**EXERCISE BRIEF:** Start at the line containing "filename apps/revalidation-server/tests/api/other/metrics.rs" and transcribe every line exactly through the end of the records below, and only those lines.

**DATA SECTION:**

pub mod controller;
pub mod dto;
pub(crate) mod mapper;
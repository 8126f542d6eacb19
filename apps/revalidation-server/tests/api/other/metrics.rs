use similar_asserts::assert_eq;

use crate::fixtures::SECRET;
use crate::utils::context::TestContext;

#[tokio::test]
async fn test_metrics() {
    let context = TestContext::new(None).await;
    context
        .api
        .revalidate
        .revalidate(SECRET, &["home"], &[])
        .await;

    let resp = context.api.other.metrics().await;
    assert_eq!(200, resp.status());

    let body = resp.text().await;
    assert!(body.contains("incoming_requests"));
    assert!(body.contains("response_time"));
}

#[tokio::test]
async fn test_metrics_disabled() {
    let config = indoc::indoc! {"
      app:
        enableMetrics: false
    "}
    .to_string();
    let context = TestContext::new(Some(config)).await;

    let resp = context.api.other.metrics().await;
    assert_eq!(404, resp.status());
}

**ANSWER BOX:**
filename apps/revalidation-server/tests/api/other/metrics.rs
use similar_asserts::assert_eq;

use crate::fixtures::SECRET;
use crate::utils::context::TestContext;

#[tokio::test]
async fn test_metrics() {
    let context = TestContext::new(None).await;
    context
        .api
        .revalidate
        .revalidate(SECRET, &["home"], &[])
        .await;

    let resp = context.api.other.metrics().await;
    assert_eq!(200, resp.status());

    let body = resp.text().await;
    assert!(body.contains("incoming_requests"));
    assert!(body.contains("response_time"));
}

#[tokio::test]
async fn test_metrics_disabled() {
    let config = indoc::indoc! {"
      app:
        enableMetrics: false
    "}
    .to_string();
    let context = TestContext::new(Some(config)).await;

    let resp = context.api.other.metrics().await;
    assert_eq!(404, resp.status());
}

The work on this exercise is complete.